# Weight Loss and Muay Thai Beginner question



## omen666

I am curently dieting and bringing my weight down from 18 stone/188kg/252pounds.

I expect to be about 16-17stone/101-107kg/224-238pound by end of  November as I am not crash dieting but doing it in a controlled manner.

I am looking to book at present a 2 month training holiday in Thailand  at a Muay Thai camp.  This will be training twice a day, early morning  and early afternoon.

I will be able to keep to thi regime no problemas from injury  as well  as eating healthily nd no alcohol but my question is this, how much do  you think i would realistically lose during this two month period?

Also how would my skin be as I have most of the weight around my stomach area?  

Appreciate any help rom thise that have done it for frther weight loss.


----------



## StreetReady

omen666 said:


> I am curently dieting and bringing my weight down from 18 stone/188kg/252pounds.
> 
> I expect to be about 16-17stone/101-107kg/224-238pound by end of  November as I am not crash dieting but doing it in a controlled manner.
> 
> I am looking to book at present a 2 month training holiday in Thailand  at a Muay Thai camp.  This will be training twice a day, early morning  and early afternoon.
> 
> I will be able to keep to thi regime no problemas from injury  as well  as eating healthily nd no alcohol but my question is this, how much do  you think i would realistically lose during this two month period?
> 
> Also how would my skin be as I have most of the weight around my stomach area?
> 
> Appreciate any help rom thise that have done it for frther weight loss.



Muay thai is a great way to lose weight because it's a tough sport with a lot of physical conditioning. Realistically, the amount of weight you'll lose depends on your body and how hard you train. I lost about 30 lbs in 2 months at one time when I was training really hard. I trained 3 days a week in fight training, and 2 days of just physical conditioning. 

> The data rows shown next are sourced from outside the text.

use std::cmp;
use std::collections::VecDeque;
use std::marker::PhantomData;

use tracing::debug;

use crate::error::{Error, Result};
use crate::graph::{Graph, IncidenceGraph, VertexListGraph};
use crate::visitor::{DefaultVisitor, Visitor};

/// Level-order traversal from the first vertex of a graph.
///
/// A vertex is marked the moment it is queued, so it is queued at most once.
pub struct Bfs<T, V>
where
    T: Graph,
    V: Visitor<T>,
{
    visitor: V,
    phantom: PhantomData<T>,
}

impl<T> Bfs<T, DefaultVisitor>
where
    T: Graph,
{
    pub fn new() -> Self {
        Self::with_visitor(DefaultVisitor)
    }
}

impl<T, V> Bfs<T, V>
where
    T: Graph,
    V: Visitor<T>,
{
    pub fn with_visitor(visitor: V) -> Self {
        Self {
            visitor,
            phantom: PhantomData,
        }
    }

    /// Returns the largest depth reached, which on an unweighted graph is the
    /// hop count to the farthest reachable vertex.
    pub fn run<'a>(&mut self, graph: &'a T) -> Result<usize>
    where
        T: IncidenceGraph<'a> + VertexListGraph<'a>,
    {
        let root = graph.vertices().next().ok_or(Error::EmptyGraph)?;
        let mut visited = vec![false; graph.order()];
        let mut fringe = VecDeque::with_capacity(graph.order());
        let mut max_depth = 0;
        let mut count = 0;

        visited[root.index()] = true;
        fringe.push_back((root, 0));

        while let Some((vertex, depth)) = fringe.pop_front() {
            self.visitor.visit(vertex, depth, graph);
            max_depth = cmp::max(max_depth, depth);
            count += 1;

            for edge in graph.out_edges(vertex) {
                let next = graph.target(edge);
                if !visited[next.index()] {
                    visited[next.index()] = true;
                    fringe.push_back((next, depth + 1));
                }
            }
        }

        debug!(visited = count, max_depth, "breadth-first traversal finished");
        Ok(max_depth)
    }

    pub fn visitor_ref(&self) -> &V {
        &self.visitor
    }

    pub fn into_visitor(self) -> V {
        self.visitor
    }
}

pub fn traverse_breadth_first<'a, T, V>(graph: &'a T, visitor: V) -> Result<usize>
where
    T: IncidenceGraph<'a> + VertexListGraph<'a>,
    V: Visitor<T>,
{
    Bfs::with_visitor(visitor).run(graph)
}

Dieting will also help. My diet guidelines are simple. Stay away from anything that's known to be unhealthy, and eat moderately the things that are known to be healthy. 

The key to eating right is to not eat until you feel full. If you feel full, chances are you've probably ate too much.

But back to the training, just hitting pads and sparring isn't going to help you lose a lot of weight. I think it's the physical conditioning that helps with the weight loss. Running, jogging, doing strength conditioning types of exercises related to muay thai all help with weight loss.

But I'm guess you want numbers on how much you can lose. I'd say from my own experience, you can lose up to 30 lbs 'safely' in those 2 months if you train hard and eat right. Like I said though, it's entirely up to you how much you lose. Set a personal goal for yourself to lose 30 lbs in those 2 months and make it happen. If you happen to lose more than 30lbs (2.14 stone), that's even better.

Good luck and train hard!


----------



## omen666

StreetReady said:


> Muay thai is a great way to lose weight because it's a tough sport with a lot of physical conditioning. Realistically, the amount of weight you'll lose depends on your body and how hard you train. I lost about 30 lbs in 2 months at one time when I was training really hard. I trained 3 days a week in fight training, and 2 days of just physical conditioning.
> 
> Dieting will also help. My diet guidelines are simple. Stay away from anything that's known to be unhealthy, and eat moderately the things that are known to be healthy.
> 
> The key to eating right is to not eat until you feel full. If you feel full, chances are you've probably ate too much.
> 
> But back to the training, just hitting pads and sparring isn't going to help you lose a lot of weight. I think it's the physical conditioning that helps with the weight loss. Running, jogging, doing strength conditioning types of exercises related to muay thai all help with weight loss.
> 
> But I'm guess you want numbers on how much you can lose. I'd say from my own experience, you can lose up to 30 lbs 'safely' in those 2 months if you train hard and eat right. Like I said though, it's entirely up to you how much you lose. Set a personal goal for yourself to lose 30 lbs in those 2 months and make it happen. If you happen to lose more than 30lbs (2.14 stone), that's even better.
> 
> Good luck and train hard!


Thanks Streetready.  Not particulalry looking for numbers of what I will lose as each person is different and there are so many variables.  I used to play ice hockey and train hard in the UK some 15 years ago in the gym but it only takes a few years for it all to go, which is what has happened here.  As stated I am losing at the minute in a controlled manner just wondering what I could acheive realistically.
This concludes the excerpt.